**EXERCISE**: When the string "native" appears in a line of the records, show the whole line.

**SUPPLIED MATERIAL**:
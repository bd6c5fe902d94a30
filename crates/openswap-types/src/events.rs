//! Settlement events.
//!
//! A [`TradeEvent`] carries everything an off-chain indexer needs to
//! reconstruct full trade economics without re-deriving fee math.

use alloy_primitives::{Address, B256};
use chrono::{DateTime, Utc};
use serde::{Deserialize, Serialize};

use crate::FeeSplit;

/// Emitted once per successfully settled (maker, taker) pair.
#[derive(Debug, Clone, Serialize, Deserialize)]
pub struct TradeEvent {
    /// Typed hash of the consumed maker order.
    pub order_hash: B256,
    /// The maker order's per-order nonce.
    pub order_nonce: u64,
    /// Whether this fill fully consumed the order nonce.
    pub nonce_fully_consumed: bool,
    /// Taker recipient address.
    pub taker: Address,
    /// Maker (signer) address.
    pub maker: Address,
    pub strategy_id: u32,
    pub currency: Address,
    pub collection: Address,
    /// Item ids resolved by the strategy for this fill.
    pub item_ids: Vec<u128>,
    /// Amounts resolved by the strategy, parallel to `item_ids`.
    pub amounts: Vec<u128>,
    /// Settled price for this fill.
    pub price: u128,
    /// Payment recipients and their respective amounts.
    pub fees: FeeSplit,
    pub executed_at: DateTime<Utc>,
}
---
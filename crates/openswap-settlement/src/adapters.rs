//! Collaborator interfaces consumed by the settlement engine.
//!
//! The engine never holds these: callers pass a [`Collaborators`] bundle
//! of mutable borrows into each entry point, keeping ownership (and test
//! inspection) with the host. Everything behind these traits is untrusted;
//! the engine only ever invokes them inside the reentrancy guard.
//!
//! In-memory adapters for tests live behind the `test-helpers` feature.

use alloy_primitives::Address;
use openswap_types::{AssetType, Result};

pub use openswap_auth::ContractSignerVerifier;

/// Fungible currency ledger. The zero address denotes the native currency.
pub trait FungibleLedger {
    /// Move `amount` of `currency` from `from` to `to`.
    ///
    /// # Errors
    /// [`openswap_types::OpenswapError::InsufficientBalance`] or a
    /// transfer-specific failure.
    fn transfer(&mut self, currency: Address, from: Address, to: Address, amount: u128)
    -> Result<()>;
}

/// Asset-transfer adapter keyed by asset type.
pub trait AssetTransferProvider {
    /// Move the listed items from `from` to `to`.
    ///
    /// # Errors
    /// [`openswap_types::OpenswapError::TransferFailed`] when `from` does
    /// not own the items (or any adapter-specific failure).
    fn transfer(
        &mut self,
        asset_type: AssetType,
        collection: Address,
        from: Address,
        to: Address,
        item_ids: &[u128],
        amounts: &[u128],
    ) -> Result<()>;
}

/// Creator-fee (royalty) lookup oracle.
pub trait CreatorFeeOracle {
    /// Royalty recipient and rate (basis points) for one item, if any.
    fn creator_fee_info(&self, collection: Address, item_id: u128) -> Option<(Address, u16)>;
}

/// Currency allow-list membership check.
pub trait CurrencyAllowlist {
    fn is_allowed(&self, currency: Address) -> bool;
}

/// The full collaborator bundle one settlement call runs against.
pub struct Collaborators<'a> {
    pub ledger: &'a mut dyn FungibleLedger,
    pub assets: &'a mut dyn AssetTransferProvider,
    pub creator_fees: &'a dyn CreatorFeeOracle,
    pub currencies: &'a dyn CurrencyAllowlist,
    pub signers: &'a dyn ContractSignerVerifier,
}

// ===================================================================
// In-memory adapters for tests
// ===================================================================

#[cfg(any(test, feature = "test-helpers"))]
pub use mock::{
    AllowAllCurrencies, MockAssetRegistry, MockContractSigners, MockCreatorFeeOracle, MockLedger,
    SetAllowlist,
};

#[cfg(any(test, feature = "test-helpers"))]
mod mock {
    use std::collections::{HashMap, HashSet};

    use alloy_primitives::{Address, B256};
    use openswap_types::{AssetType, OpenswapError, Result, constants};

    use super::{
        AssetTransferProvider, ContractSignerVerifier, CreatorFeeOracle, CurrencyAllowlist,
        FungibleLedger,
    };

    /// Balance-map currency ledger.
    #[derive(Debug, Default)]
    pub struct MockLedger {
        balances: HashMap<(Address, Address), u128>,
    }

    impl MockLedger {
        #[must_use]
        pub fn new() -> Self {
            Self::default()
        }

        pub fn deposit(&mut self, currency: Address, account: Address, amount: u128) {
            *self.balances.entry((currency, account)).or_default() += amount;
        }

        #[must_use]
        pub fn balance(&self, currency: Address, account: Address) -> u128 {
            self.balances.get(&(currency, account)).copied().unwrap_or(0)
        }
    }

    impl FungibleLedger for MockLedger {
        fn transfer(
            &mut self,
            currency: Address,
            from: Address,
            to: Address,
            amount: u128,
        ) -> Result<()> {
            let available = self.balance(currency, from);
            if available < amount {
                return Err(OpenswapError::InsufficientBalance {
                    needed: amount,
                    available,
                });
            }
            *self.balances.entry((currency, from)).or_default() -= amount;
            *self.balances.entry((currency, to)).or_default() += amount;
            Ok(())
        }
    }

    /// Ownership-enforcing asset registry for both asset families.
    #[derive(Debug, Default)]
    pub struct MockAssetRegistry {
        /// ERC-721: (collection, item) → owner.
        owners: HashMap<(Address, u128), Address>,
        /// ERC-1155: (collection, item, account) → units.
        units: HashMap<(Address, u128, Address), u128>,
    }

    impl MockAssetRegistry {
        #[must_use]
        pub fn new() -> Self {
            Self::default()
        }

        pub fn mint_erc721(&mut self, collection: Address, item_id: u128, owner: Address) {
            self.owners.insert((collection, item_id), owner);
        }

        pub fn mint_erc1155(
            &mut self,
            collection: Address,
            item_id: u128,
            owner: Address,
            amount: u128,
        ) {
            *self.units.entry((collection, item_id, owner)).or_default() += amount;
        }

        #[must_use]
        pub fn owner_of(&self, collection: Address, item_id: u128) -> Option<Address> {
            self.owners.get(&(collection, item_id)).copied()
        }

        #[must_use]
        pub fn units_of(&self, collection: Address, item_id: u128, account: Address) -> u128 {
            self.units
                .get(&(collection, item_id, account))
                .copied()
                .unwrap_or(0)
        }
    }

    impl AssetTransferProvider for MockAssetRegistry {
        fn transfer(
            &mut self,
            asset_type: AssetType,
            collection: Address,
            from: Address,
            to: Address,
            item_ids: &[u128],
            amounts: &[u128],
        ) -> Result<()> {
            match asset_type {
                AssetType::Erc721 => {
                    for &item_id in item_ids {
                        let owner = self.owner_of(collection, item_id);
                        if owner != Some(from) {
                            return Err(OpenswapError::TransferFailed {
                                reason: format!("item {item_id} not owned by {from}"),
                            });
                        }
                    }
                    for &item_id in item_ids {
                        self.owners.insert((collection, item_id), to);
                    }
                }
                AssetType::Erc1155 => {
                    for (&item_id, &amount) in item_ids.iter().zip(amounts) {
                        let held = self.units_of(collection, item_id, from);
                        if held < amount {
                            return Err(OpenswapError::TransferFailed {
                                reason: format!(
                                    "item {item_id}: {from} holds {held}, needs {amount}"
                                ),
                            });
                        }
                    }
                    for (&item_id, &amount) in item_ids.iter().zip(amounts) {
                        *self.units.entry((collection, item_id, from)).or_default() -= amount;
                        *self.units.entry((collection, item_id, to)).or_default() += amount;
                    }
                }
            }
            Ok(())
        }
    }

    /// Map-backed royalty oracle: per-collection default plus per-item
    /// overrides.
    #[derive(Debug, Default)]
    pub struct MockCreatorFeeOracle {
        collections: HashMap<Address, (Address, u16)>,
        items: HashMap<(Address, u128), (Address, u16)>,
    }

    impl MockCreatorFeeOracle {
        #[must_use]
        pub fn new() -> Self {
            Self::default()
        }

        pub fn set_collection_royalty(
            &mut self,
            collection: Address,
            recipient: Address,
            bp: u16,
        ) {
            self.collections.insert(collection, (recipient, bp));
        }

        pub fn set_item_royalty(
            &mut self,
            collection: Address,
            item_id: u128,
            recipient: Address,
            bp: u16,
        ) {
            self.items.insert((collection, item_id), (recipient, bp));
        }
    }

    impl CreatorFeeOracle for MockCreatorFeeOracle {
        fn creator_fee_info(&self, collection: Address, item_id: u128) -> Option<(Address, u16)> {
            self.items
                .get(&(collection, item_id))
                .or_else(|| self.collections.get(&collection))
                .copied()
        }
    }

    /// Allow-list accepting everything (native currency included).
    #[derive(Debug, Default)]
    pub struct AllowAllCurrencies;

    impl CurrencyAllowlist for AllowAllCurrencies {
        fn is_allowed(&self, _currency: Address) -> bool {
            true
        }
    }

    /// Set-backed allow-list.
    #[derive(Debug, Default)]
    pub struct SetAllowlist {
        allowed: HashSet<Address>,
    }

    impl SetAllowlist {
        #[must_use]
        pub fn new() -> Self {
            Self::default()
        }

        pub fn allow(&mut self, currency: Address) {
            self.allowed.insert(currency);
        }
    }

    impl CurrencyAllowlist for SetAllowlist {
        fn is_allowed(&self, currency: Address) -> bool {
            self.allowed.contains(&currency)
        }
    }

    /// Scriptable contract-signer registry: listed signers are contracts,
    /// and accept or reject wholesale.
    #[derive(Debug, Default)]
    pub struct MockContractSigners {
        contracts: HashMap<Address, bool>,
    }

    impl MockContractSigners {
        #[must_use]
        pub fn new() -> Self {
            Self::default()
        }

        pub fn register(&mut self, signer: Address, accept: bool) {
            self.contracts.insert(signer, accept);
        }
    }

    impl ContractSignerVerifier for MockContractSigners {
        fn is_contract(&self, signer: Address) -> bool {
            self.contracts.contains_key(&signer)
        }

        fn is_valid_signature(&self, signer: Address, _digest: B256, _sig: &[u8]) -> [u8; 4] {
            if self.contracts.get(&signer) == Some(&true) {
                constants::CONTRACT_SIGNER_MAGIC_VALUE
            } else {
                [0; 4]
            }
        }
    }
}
* * *
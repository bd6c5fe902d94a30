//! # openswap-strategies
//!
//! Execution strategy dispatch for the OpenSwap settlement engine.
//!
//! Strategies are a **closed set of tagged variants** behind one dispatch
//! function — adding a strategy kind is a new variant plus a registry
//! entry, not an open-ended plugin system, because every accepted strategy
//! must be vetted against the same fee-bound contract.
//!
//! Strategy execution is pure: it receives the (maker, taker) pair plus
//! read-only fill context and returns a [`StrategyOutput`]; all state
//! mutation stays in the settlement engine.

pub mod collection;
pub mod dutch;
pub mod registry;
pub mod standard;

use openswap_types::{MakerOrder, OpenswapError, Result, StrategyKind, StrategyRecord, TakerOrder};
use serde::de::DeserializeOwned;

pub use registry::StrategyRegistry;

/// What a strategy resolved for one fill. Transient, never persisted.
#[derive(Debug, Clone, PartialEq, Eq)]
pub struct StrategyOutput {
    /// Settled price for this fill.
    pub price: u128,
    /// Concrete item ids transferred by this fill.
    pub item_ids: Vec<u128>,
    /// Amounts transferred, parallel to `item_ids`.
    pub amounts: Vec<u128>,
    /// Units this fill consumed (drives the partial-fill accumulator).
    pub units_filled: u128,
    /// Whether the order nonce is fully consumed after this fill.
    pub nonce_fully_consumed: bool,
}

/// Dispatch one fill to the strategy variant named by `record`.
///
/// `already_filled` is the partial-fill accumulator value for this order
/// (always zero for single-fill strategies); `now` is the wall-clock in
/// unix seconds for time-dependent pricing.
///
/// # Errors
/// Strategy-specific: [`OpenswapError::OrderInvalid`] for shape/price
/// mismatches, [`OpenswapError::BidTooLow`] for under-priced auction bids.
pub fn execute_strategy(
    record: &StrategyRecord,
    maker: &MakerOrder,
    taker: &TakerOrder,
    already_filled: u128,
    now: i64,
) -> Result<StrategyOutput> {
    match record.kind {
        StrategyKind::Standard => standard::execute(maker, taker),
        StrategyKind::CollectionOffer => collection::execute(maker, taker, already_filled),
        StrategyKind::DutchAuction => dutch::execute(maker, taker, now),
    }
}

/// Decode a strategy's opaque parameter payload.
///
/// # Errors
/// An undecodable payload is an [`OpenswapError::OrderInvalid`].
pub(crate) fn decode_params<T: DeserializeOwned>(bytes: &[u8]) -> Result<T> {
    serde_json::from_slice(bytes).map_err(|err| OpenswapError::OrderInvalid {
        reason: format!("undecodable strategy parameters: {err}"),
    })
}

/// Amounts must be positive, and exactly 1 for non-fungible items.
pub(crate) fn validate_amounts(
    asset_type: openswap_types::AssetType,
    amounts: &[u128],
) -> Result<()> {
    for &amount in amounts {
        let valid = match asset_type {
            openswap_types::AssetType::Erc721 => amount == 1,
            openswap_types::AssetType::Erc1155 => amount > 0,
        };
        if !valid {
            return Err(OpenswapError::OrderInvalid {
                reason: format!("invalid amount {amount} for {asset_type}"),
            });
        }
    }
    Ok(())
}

**SOLUTION**:
/// Fungible currency ledger. The zero address denotes the native currency.
    /// Allow-list accepting everything (native currency included).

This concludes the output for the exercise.